#### Your task:
Check each line of the entries below for the string "ScoringConfig" and state how many lines have it, with no other text.

#### Data for the task:
= = = = = = =
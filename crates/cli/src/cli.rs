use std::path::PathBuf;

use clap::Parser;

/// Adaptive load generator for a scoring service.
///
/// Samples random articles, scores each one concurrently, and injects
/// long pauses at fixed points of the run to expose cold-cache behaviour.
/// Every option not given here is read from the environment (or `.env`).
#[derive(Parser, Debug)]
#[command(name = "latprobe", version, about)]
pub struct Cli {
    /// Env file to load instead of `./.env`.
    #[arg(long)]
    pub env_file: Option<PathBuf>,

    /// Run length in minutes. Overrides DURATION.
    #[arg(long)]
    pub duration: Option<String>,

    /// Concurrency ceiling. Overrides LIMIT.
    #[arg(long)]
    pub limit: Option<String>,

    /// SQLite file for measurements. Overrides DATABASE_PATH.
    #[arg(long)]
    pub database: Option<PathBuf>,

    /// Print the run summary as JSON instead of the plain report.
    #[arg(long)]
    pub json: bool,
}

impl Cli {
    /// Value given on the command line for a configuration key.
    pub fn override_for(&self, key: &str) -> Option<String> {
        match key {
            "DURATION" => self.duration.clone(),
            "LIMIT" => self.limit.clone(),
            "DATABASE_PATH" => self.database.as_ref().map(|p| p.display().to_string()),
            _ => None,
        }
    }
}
= = = = = = =
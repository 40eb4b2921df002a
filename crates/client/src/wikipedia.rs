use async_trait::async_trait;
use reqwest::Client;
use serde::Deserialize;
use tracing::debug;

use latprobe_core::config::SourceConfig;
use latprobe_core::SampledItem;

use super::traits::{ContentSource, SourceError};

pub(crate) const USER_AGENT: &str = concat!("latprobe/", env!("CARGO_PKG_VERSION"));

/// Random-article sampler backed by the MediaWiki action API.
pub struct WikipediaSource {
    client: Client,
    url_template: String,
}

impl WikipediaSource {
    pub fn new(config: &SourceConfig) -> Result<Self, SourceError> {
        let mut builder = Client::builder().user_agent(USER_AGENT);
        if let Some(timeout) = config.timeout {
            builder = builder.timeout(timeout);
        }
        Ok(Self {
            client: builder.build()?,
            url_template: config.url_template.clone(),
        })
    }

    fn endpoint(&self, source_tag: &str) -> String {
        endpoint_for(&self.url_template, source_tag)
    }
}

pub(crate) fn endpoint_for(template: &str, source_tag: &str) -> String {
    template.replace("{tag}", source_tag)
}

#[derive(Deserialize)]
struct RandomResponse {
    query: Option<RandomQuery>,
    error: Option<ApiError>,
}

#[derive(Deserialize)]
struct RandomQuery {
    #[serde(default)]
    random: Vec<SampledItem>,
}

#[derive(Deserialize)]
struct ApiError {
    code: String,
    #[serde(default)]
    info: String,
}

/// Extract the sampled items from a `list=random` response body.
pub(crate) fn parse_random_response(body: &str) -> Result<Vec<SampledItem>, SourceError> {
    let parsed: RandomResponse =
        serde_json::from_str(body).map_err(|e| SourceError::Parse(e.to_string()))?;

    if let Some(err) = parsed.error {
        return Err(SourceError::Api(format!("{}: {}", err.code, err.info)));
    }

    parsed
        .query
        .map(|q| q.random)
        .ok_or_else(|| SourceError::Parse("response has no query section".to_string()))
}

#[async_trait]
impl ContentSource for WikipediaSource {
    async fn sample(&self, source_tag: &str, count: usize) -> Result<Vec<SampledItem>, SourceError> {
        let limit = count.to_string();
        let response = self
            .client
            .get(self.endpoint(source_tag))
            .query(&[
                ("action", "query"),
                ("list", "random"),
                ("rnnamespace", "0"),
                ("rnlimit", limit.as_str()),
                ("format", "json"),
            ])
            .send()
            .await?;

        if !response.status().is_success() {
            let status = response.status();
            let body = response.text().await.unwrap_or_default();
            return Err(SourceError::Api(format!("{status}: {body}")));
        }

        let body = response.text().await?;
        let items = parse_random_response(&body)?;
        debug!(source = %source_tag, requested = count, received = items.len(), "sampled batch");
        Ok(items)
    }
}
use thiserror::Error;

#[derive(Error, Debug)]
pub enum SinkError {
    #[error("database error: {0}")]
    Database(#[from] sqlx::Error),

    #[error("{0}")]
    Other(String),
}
= = = = = = =
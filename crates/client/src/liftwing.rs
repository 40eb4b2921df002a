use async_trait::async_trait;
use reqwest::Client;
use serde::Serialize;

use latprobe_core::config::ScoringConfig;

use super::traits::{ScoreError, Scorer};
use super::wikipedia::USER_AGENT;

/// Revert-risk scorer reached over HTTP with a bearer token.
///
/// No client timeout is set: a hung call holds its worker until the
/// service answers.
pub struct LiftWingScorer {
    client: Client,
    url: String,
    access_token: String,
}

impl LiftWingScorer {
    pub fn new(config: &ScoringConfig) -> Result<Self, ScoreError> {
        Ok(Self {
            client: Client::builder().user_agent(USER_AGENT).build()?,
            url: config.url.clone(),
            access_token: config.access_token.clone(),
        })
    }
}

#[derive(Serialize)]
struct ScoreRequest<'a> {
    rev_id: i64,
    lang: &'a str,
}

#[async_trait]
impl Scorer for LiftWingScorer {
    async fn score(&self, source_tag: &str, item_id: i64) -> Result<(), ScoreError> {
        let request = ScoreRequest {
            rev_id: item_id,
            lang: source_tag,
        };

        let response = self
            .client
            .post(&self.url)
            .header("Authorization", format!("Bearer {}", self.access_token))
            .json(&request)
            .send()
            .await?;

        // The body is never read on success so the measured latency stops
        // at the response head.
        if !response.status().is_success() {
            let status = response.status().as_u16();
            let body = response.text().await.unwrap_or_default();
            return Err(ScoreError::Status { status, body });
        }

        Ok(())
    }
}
= = = = = = =
#### Output of the exercise:
2